サラリーマンの方が債務整理を行う場合と、個人事業主の方が債務整理を行う場合では、抱えている借金の額や今後とるべき方法が異なります。そのため、ここでは個人事業主の経営者の方の目線に立った、債務整理の方法をご紹介したいと思います。

個人事業主の破産−自己破産

自己破産には「管財事件」「同時廃止」という2つの手続きが存在します。

基本的に、個人の方が自己破産をする場合に「管財事件」となるのは、財産を持っている場合です。「管財事件」は、今ある財産を裁判所が差押えて、債権者に配分する手続をとります(手続きに約1年は時間を費やします)。しかし、財産を持っていない場合には「同時廃止」となり、この手続きでは「管財事件」のような財産を債権者に分配する手続はなく、すぐに破産をすることになります。

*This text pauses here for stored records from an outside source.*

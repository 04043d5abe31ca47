//! JSON adapter between registered values, key-value maps and file bytes
//!
//! Output is pretty-printed with 2-space indentation and a trailing newline
//! so extended save files diff cleanly.

use serde_json::{Map, Value};

use super::error::CodecError;
use super::finite::check_finite;
use super::saveable::Persistable;

/// Plain key-value representation of a registered value
pub type DataMap = Map<String, Value>;

/// File extension written by this adapter
pub const JSON_EXTENSION: &str = "json";

/// Encode a registered value to JSON bytes
pub fn encode<T: Persistable>(value: &T) -> Result<Vec<u8>, CodecError> {
    let map = to_checked_map(value)?;
    encode_map(&map)
}

/// `Persistable::to_map`, refusing values with NaN or infinite floats
pub fn to_checked_map<T: Persistable>(value: &T) -> Result<DataMap, CodecError> {
    check_finite(value)?;
    value.to_map()
}

/// Encode an already converted map
///
/// Fails with `EmptyMap` when there is nothing to persist.
pub fn encode_map(map: &DataMap) -> Result<Vec<u8>, CodecError> {
    if map.is_empty() {
        return Err(CodecError::EmptyMap);
    }

    let mut bytes = serde_json::to_vec_pretty(map)?;
    bytes.push(b'\n');
    Ok(bytes)
}

/// Decode JSON bytes into a map
pub fn decode(bytes: &[u8]) -> Result<DataMap, CodecError> {
    match serde_json::from_slice::<Value>(bytes)? {
        Value::Object(map) => Ok(map),
        other => Err(CodecError::NotAMap(value_kind(&other))),
    }
}

pub(crate) fn value_kind(value: &Value) -> &'static str {
    match value {
        Value::Null => "null",
        Value::Bool(_) => "a boolean",
        Value::Number(_) => "a number",
        Value::String(_) => "a string",
        Value::Array(_) => "an array",
        Value::Object(_) => "an object",
    }
}

#[cfg(test)]
mod tests {
    use super::*;
    use serde::{Deserialize, Serialize};
    use serde_json::json;
    use std::collections::HashMap;

    #[derive(Debug, Default, Serialize, Deserialize)]
    struct ScoreData {
        score: i64,
    }

    impl Persistable for ScoreData {}

    #[derive(Debug, Default, Serialize, Deserialize)]
    struct Empty {}

    impl Persistable for Empty {}

    /// Tuple keys have no JSON representation
    #[derive(Debug, Default, Serialize, Deserialize)]
    struct TupleKeyed {
        #[serde(skip_deserializing)]
        cells: HashMap<(i32, i32), u8>,
    }

    impl Persistable for TupleKeyed {}

    #[test]
    fn test_encode_pretty_two_space() {
        let bytes = encode(&ScoreData { score: 42 }).unwrap();
        assert_eq!(String::from_utf8(bytes).unwrap(), "{\n  \"score\": 42\n}\n");
    }

    #[derive(Debug, Default, Serialize, Deserialize)]
    struct Settings {
        difficulty: String,
        scaling: f32,
    }

    impl Persistable for Settings {}

    #[test]
    fn test_encode_nan_fails() {
        let settings = Settings { difficulty: "hard".to_string(), scaling: f32::NAN };
        assert!(matches!(encode(&settings), Err(CodecError::NonFinite { .. })));
    }

    #[test]
    fn test_encode_infinity_fails() {
        let settings = Settings { difficulty: "hard".to_string(), scaling: f32::INFINITY };
        assert!(matches!(encode(&settings), Err(CodecError::NonFinite { .. })));
    }

    #[test]
    fn test_encode_empty_fails() {
        assert!(matches!(encode(&Empty {}), Err(CodecError::EmptyMap)));
    }

    #[test]
    fn test_encode_unrepresentable_fails() {
        let mut value = TupleKeyed::default();
        value.cells.insert((1, 2), 3);
        assert!(matches!(encode(&value), Err(CodecError::Json(_))));
    }

    #[test]
    fn test_decode_object() {
        let map = decode(br#"{"score": 7, "name": "x"}"#).unwrap();
        assert_eq!(map.get("score"), Some(&json!(7)));
        assert_eq!(map.len(), 2);
    }

    #[test]
    fn test_decode_array_rejected() {
        assert!(matches!(decode(b"[1, 2]"), Err(CodecError::NotAMap("an array"))));
    }

    #[test]
    fn test_decode_garbage_rejected() {
        assert!(matches!(decode(b"{\"score\": "), Err(CodecError::Json(_))));
    }

    #[test]
    fn test_round_trip_law() {
        let map = ScoreData::create_default().to_map().unwrap();
        let decoded = decode(&encode_map(&map).unwrap()).unwrap();
        assert_eq!(decoded, map);
    }
}
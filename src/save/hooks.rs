//! Host event handlers
//!
//! The host calls these from its own hook callbacks. They never fail: bad
//! input and save errors are logged, since an extended save problem must not
//! take the game down with it.

use super::manager::SaveSession;

/// True if `save_name` looks like a host save file
pub fn is_valid_save_file(save_name: Option<&str>, suffix: &str) -> bool {
    match save_name {
        Some(name) => !name.trim().is_empty() && name.ends_with(suffix) && name.len() > suffix.len(),
        None => false,
    }
}

impl SaveSession {
    /// The host finished loading the player's save
    pub fn on_save_loaded(&mut self, save_name: Option<&str>) {
        let Some(save_name) = self.checked_save_name(save_name) else {
            return;
        };

        if let Err(err) = self.activate(&save_name) {
            log::error!("Failed to activate extended save for '{}': {}", save_name, err);
        }
    }

    /// The host is writing the player's save
    ///
    /// Skipped while a loading movie is playing; the host saves during
    /// level transitions before the new save is actually in use.
    pub fn on_game_save(&self, save_name: Option<&str>, loading_movie_playing: bool) {
        if loading_movie_playing {
            log::debug!("Ignoring save request during loading movie");
            return;
        }

        if self.checked_save_name(save_name).is_none() {
            return;
        }

        if let Err(err) = self.flush() {
            log::error!("Extended save failed: {}", err);
        }
    }

    fn checked_save_name(&self, save_name: Option<&str>) -> Option<String> {
        let suffix = &self.config().save_suffix;
        if !is_valid_save_file(save_name, suffix) {
            log::warn!(
                "Save file name {:?} is invalid (missing or not ending with '{}'); extended save data will not be used",
                save_name,
                suffix
            );
            return None;
        }
        save_name.map(str::to_string)
    }
}

#[cfg(test)]
mod tests {
    use super::*;
    use crate::save::saveable::Persistable;
    use serde::{Deserialize, Serialize};
    use std::fs;
    use tempfile::TempDir;

    #[derive(Debug, Default, Clone, PartialEq, Serialize, Deserialize)]
    struct ScoreData {
        score: i64,
    }

    impl Persistable for ScoreData {}

    fn session() -> (TempDir, SaveSession) {
        let _ = env_logger::builder().is_test(true).try_init();
        let temp_dir = TempDir::new().unwrap();
        let session = SaveSession::with_base_dir(temp_dir.path()).unwrap();
        (temp_dir, session)
    }

    #[test]
    fn test_is_valid_save_file() {
        assert!(is_valid_save_file(Some("Save0001.sav"), ".sav"));
        assert!(!is_valid_save_file(None, ".sav"));
        assert!(!is_valid_save_file(Some(""), ".sav"));
        assert!(!is_valid_save_file(Some(".sav"), ".sav"));
        assert!(!is_valid_save_file(Some("Save0001.txt"), ".sav"));
    }

    #[test]
    fn test_invalid_save_name_ignored() {
        let (_dir, mut session) = session();

        session.on_save_loaded(None);
        session.on_save_loaded(Some("profile.bin"));

        assert_eq!(session.current_save(), None);
    }

    #[test]
    fn test_load_then_save() {
        let (dir, mut session) = session();
        let slot = session.register::<ScoreData>("player_score").unwrap();

        session.on_save_loaded(Some("Save0001.sav"));
        assert_eq!(session.current_save(), Some("Save0001.sav"));

        slot.update(|s| s.score = 10);
        session.on_game_save(Some("Save0001.sav"), false);

        let path = dir.path().join("Save0001").join("player_score.json");
        assert!(fs::read_to_string(path).unwrap().contains("10"));
    }

    #[test]
    fn test_save_skipped_during_loading_movie() {
        let (dir, mut session) = session();
        let slot = session.register::<ScoreData>("player_score").unwrap();

        session.on_save_loaded(Some("Save0001.sav"));
        slot.update(|s| s.score = 10);
        session.on_game_save(Some("Save0001.sav"), true);
        session.on_game_save(None, false);

        assert!(!dir.path().join("Save0001").exists());
    }

    #[test]
    fn test_custom_suffix() {
        let temp_dir = TempDir::new().unwrap();
        let config = crate::save::SessionConfig::new(temp_dir.path()).with_save_suffix(".SaveGame");
        let mut session = SaveSession::new(config).unwrap();

        session.on_save_loaded(Some("slot1.sav"));
        assert_eq!(session.current_save(), None);

        session.on_save_loaded(Some("slot1.SaveGame"));
        assert_eq!(session.current_save(), Some("slot1.SaveGame"));
    }
}
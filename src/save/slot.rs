//! PersistentData: the handle feature modules hold for their registered data
//!
//! Cloning a handle is cheap and every clone sees the same value. The value
//! is `None` until the first save is activated, then replaced wholesale on
//! every activation.

use parking_lot::{RwLock, RwLockReadGuard, RwLockWriteGuard};
use std::any::Any;
use std::fmt;
use std::path::Path;
use std::sync::Arc;

use super::data_source::DataSource;
use super::error::Result;
use super::saveable::Persistable;

pub struct PersistentData<T: Persistable> {
    inner: Arc<SlotInner<T>>,
}

struct SlotInner<T: Persistable> {
    source: Box<dyn DataSource<T>>,
    value: RwLock<Option<T>>,
}

impl<T: Persistable> PersistentData<T> {
    pub(crate) fn new(source: Box<dyn DataSource<T>>) -> Self {
        PersistentData {
            inner: Arc::new(SlotInner {
                source,
                value: RwLock::new(None),
            }),
        }
    }

    /// Registration name
    pub fn name(&self) -> &str {
        self.inner.source.name().as_str()
    }

    pub fn filename(&self) -> String {
        self.inner.source.filename()
    }

    /// True once a save has been activated
    pub fn is_loaded(&self) -> bool {
        self.inner.value.read().is_some()
    }

    pub fn read(&self) -> RwLockReadGuard<'_, Option<T>> {
        self.inner.value.read()
    }

    pub fn write(&self) -> RwLockWriteGuard<'_, Option<T>> {
        self.inner.value.write()
    }

    /// Copy of the current value
    pub fn get(&self) -> Option<T>
    where
        T: Clone,
    {
        self.inner.value.read().clone()
    }

    /// Replace the current value
    pub fn set(&self, value: T) {
        *self.inner.value.write() = Some(value);
    }

    /// Mutate the loaded value in place; `None` if nothing is loaded yet
    pub fn update<R>(&self, f: impl FnOnce(&mut T) -> R) -> Option<R> {
        self.inner.value.write().as_mut().map(f)
    }

    /// True if both handles refer to the same registration
    pub fn ptr_eq(&self, other: &Self) -> bool {
        Arc::ptr_eq(&self.inner, &other.inner)
    }
}

impl<T: Persistable> Clone for PersistentData<T> {
    fn clone(&self) -> Self {
        PersistentData {
            inner: Arc::clone(&self.inner),
        }
    }
}

impl<T: Persistable + fmt::Debug> fmt::Debug for PersistentData<T> {
    fn fmt(&self, f: &mut fmt::Formatter<'_>) -> fmt::Result {
        f.debug_struct("PersistentData")
            .field("name", &self.name())
            .field("value", &*self.read())
            .finish()
    }
}

/// Type-erased view of a slot used by the session registry
pub(crate) trait ErasedSlot: Send + Sync {
    fn name(&self) -> &str;

    fn filename(&self) -> String;

    fn type_name(&self) -> &'static str;

    /// Replace the value from `path`, or with defaults when `path` is `None`
    fn load(&self, path: Option<&Path>) -> Result<()>;

    /// Replace the value with defaults
    fn reset(&self);

    /// Write the value to `path`; `Ok(false)` if nothing is loaded
    fn save(&self, path: &Path) -> Result<bool>;

    fn as_any(&self) -> &dyn Any;
}

impl<T: Persistable> ErasedSlot for PersistentData<T> {
    fn name(&self) -> &str {
        PersistentData::name(self)
    }

    fn filename(&self) -> String {
        PersistentData::filename(self)
    }

    fn type_name(&self) -> &'static str {
        T::type_name()
    }

    fn load(&self, path: Option<&Path>) -> Result<()> {
        let value = self.inner.source.create_or_default(path)?;
        self.set(value);
        Ok(())
    }

    fn reset(&self) {
        self.set(T::create_default());
    }

    fn save(&self, path: &Path) -> Result<bool> {
        let guard = self.inner.value.read();
        match guard.as_ref() {
            Some(value) => {
                self.inner.source.save_to_file(value, path)?;
                Ok(true)
            }
            None => Ok(false),
        }
    }

    fn as_any(&self) -> &dyn Any {
        self
    }
}

#[cfg(test)]
mod tests {
    use super::*;
    use crate::save::data_source::JsonDataSource;
    use crate::save::types::DataName;
    use serde::{Deserialize, Serialize};
    use tempfile::TempDir;

    #[derive(Debug, Default, Clone, PartialEq, Serialize, Deserialize)]
    struct ScoreData {
        score: i64,
    }

    impl Persistable for ScoreData {}

    fn slot() -> PersistentData<ScoreData> {
        let source = JsonDataSource::<ScoreData>::new(DataName::new("player_score").unwrap()).unwrap();
        PersistentData::new(Box::new(source))
    }

    #[test]
    fn test_starts_unloaded() {
        let slot = slot();
        assert!(!slot.is_loaded());
        assert_eq!(slot.get(), None);
        assert_eq!(slot.update(|v| v.score += 1), None);
    }

    #[test]
    fn test_clones_share_value() {
        let slot = slot();
        let other = slot.clone();

        slot.set(ScoreData { score: 3 });
        other.update(|v| v.score *= 2);

        assert!(slot.ptr_eq(&other));
        assert_eq!(slot.get(), Some(ScoreData { score: 6 }));
    }

    #[test]
    fn test_write_guard() {
        let slot = slot();
        *slot.write() = Some(ScoreData { score: 9 });
        assert_eq!(slot.read().as_ref().map(|v| v.score), Some(9));
    }

    #[test]
    fn test_erased_save_skips_unloaded() {
        let temp_dir = TempDir::new().unwrap();
        let path = temp_dir.path().join("player_score.json");
        let slot = slot();

        assert!(!ErasedSlot::save(&slot, &path).unwrap());
        assert!(!path.exists());

        ErasedSlot::reset(&slot);
        assert!(ErasedSlot::save(&slot, &path).unwrap());
        assert!(path.exists());
    }

    #[test]
    fn test_erased_downcast() {
        let slot = slot();
        let erased: Box<dyn ErasedSlot> = Box::new(slot.clone());

        let found = erased.as_any().downcast_ref::<PersistentData<ScoreData>>().unwrap();
        assert!(found.ptr_eq(&slot));
        assert!(erased.as_any().downcast_ref::<PersistentData<Other>>().is_none());
    }

    #[derive(Debug, Default, Serialize, Deserialize)]
    struct Other {
        flag: bool,
    }

    impl Persistable for Other {}
}
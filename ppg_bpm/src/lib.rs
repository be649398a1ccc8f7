pub mod analysis;
pub mod config;
pub mod error;
pub mod model;

pub use analysis::estimator::{to_sentinel, HeartRateEstimator, Phase, NO_ESTIMATE};
pub use analysis::stream::{BpmUpdate, EstimatorWorker};
pub use config::{AnalysisConfig, EstimatorConfig, InputFormat, LedChannel};
use analysis::preprocess::PulsePreprocessor;
use error::{AnalysisError, ConfigError};
use model::{AnalysisResult, BpmPoint, HeartRateAnalysis, Metadata};
use tracing::info;

pub fn run(config: &AnalysisConfig) -> Result<AnalysisResult, AnalysisError> {
    config.estimator.validate()?;

    // 1. Decode the recording into one channel at the estimator's rate
    let decoded = analysis::decoder::load_samples(
        &config.file_path,
        config.format,
        config.channel,
        config.column,
        config.estimator.sample_rate,
    )
    .map_err(|e| AnalysisError::Decode(format!("{e:#}")))?;

    // 2. Raw sensor counts need DC removal before peak detection
    let samples = if config.preprocess {
        PulsePreprocessor::default().process_all(&decoded.samples)
    } else {
        decoded.samples
    };

    let num_samples = samples.len();
    let duration_seconds = num_samples as f64 / config.estimator.sample_rate;

    // 3. Stream every sample through one estimator
    let heart_rate = analyze_samples(
        &samples,
        config.estimator.clone(),
        config.report_interval_secs,
    )?;
    info!(
        bpm = heart_rate.final_bpm,
        samples = num_samples,
        "heart rate analysis complete"
    );

    Ok(AnalysisResult {
        metadata: Metadata {
            file_path: config.file_path.clone(),
            format: decoded.format,
            sample_rate: config.estimator.sample_rate,
            source_sample_rate: decoded.source_sample_rate,
            num_samples,
            duration_seconds,
            preprocessed: config.preprocess,
        },
        heart_rate,
    })
}

/// Feeds `samples` in order through a fresh estimator and records the
/// smoothed BPM every `report_interval_secs` of stream time.
pub fn analyze_samples(
    samples: &[f32],
    estimator_config: EstimatorConfig,
    report_interval_secs: f64,
) -> Result<HeartRateAnalysis, AnalysisError> {
    if !(report_interval_secs.is_finite() && report_interval_secs > 0.0) {
        return Err(ConfigError::ReportInterval(report_interval_secs).into());
    }
    if samples.is_empty() {
        return Err(AnalysisError::NoSamples);
    }

    let sample_rate = estimator_config.sample_rate;
    #[allow(clippy::cast_possible_truncation, clippy::cast_sign_loss)]
    let report_every = ((report_interval_secs * sample_rate).round() as usize).max(1);
    let mut estimator = HeartRateEstimator::new(estimator_config)?;
    let mut timeline = Vec::new();

    for (i, &value) in samples.iter().enumerate() {
        estimator.add_sample(value);
        let n = i + 1;
        if n % report_every == 0 {
            if let Some(bpm) = estimator.bpm() {
                timeline.push(BpmPoint { time_secs: n as f64 / sample_rate, bpm });
            }
        }
    }

    let final_bpm = estimator.bpm().ok_or(AnalysisError::BpmNotFound)?;
    let peaks_retained = estimator.peaks().len();

    Ok(HeartRateAnalysis {
        final_bpm,
        last_raw_bpm: estimator.last_raw_bpm(),
        window_size: estimator.window_size(),
        peaks_retained,
        rejected_samples: estimator.rejected_samples(),
        estimator: estimator.config().clone(),
        timeline,
    })
}
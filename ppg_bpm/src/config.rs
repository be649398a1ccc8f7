use clap::ValueEnum;
use serde::{Deserialize, Serialize};
use std::path::PathBuf;

use crate::error::ConfigError;

/// Shortest accepted beat-to-beat spacing, i.e. 200 BPM.
pub const MIN_PEAK_DISTANCE_SECS: f64 = 0.3;
/// Longest accepted beat-to-beat spacing, i.e. 30 BPM.
pub const MAX_PEAK_DISTANCE_SECS: f64 = 2.0;
pub const SMOOTHING_ALPHA: f64 = 0.3;
pub const STALE_WINDOW_SECS: f64 = 5.0;
/// Peaks must exceed `mean + THRESHOLD_STD_RATIO * std` of the window.
pub const THRESHOLD_STD_RATIO: f64 = 0.5;
pub const MIN_BPM: f64 = 30.0;
pub const MAX_BPM: f64 = 200.0;
/// Largest window the estimator will buffer, in samples.
pub const MAX_WINDOW_SAMPLES: usize = 1 << 24;

/// Parameters of one heart-rate estimator. Fixed for the lifetime of the
/// estimator; `reset` never touches them.
#[derive(Clone, Debug, PartialEq, Serialize, Deserialize)]
pub struct EstimatorConfig {
    pub sample_rate: f64,
    pub window_seconds: f64,
    pub min_peak_distance_secs: f64,
    pub max_peak_distance_secs: f64,
    pub smoothing_alpha: f64,
    pub stale_window_secs: f64,
    pub threshold_std_ratio: f64,
    pub min_bpm: f64,
    pub max_bpm: f64,
}

impl EstimatorConfig {
    pub fn new(sample_rate: f64, window_seconds: f64) -> Self {
        Self {
            sample_rate,
            window_seconds,
            min_peak_distance_secs: MIN_PEAK_DISTANCE_SECS,
            max_peak_distance_secs: MAX_PEAK_DISTANCE_SECS,
            smoothing_alpha: SMOOTHING_ALPHA,
            stale_window_secs: STALE_WINDOW_SECS,
            threshold_std_ratio: THRESHOLD_STD_RATIO,
            min_bpm: MIN_BPM,
            max_bpm: MAX_BPM,
        }
    }

    /// Number of samples held in the analysis window.
    #[allow(clippy::cast_possible_truncation, clippy::cast_sign_loss)]
    pub fn window_size(&self) -> usize {
        (self.sample_rate * self.window_seconds).round() as usize
    }

    pub fn validate(&self) -> Result<(), ConfigError> {
        if !(self.sample_rate.is_finite() && self.sample_rate > 0.0) {
            return Err(ConfigError::SampleRate(self.sample_rate));
        }
        if !(self.window_seconds.is_finite() && self.window_seconds > 0.0) {
            return Err(ConfigError::WindowSeconds(self.window_seconds));
        }
        let product = (self.sample_rate * self.window_seconds).round();
        #[allow(clippy::cast_precision_loss)]
        let max_window = MAX_WINDOW_SAMPLES as f64;
        if !(product.is_finite() && product <= max_window) {
            return Err(ConfigError::WindowTooLong(product));
        }
        let window_size = self.window_size();
        if window_size < 3 {
            return Err(ConfigError::WindowTooShort(window_size));
        }
        let (min, max) = (self.min_peak_distance_secs, self.max_peak_distance_secs);
        if !(min.is_finite() && max.is_finite() && min > 0.0 && min <= max) {
            return Err(ConfigError::PeakDistance { min, max });
        }
        let (min, max) = (self.min_bpm, self.max_bpm);
        if !(min.is_finite() && max.is_finite() && min > 0.0 && min <= max) {
            return Err(ConfigError::BpmBounds { min, max });
        }
        if !(self.smoothing_alpha > 0.0 && self.smoothing_alpha <= 1.0) {
            return Err(ConfigError::SmoothingAlpha(self.smoothing_alpha));
        }
        if !(self.stale_window_secs.is_finite() && self.stale_window_secs > 0.0) {
            return Err(ConfigError::StaleWindow(self.stale_window_secs));
        }
        Ok(())
    }
}

impl Default for EstimatorConfig {
    /// 100 Hz with a 6 s window, the MAX30102 acquisition setup.
    fn default() -> Self {
        Self::new(100.0, 6.0)
    }
}

/// What to analyse and how, for a recorded PPG stream.
#[derive(Clone, Debug)]
pub struct AnalysisConfig {
    pub file_path: PathBuf,
    pub format: InputFormat,
    pub channel: LedChannel,
    pub column: usize,
    pub preprocess: bool,
    pub report_interval_secs: f64,
    pub estimator: EstimatorConfig,
}

#[derive(Copy, Clone, Debug, PartialEq, Eq, ValueEnum, Serialize, Deserialize)]
#[serde(rename_all = "lowercase")]
pub enum InputFormat {
    /// Chosen from the file extension.
    Auto,
    /// One sample per line, or one column of a delimited table.
    Text,
    Wav,
    /// Raw sensor FIFO dump: 6-byte records, red word then IR word.
    Fifo,
}

#[derive(Copy, Clone, Debug, PartialEq, Eq, ValueEnum, Serialize, Deserialize)]
#[serde(rename_all = "lowercase")]
pub enum LedChannel {
    Red,
    Ir,
}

個人事業主が自己破産をする場合に上記のどちらになるかは、その事業の規模や持っている財産の額にもよりますが、「管財事件」になるケースはほとんどありません。資産がない場合には、「同時廃止」になることも可能です。なお、東京地裁で自己破産の手続きを行う場合、「少額管財」という手続きになる可能性があります。

⇒少額管財についての詳しく知りたい方は、こちら(当事務所運営のサイト)のページをご覧ください。

⇒自己破産の手続きを詳しく知りたい方は、当事務所運営の「0からの自己破産による解決」をご参照ください。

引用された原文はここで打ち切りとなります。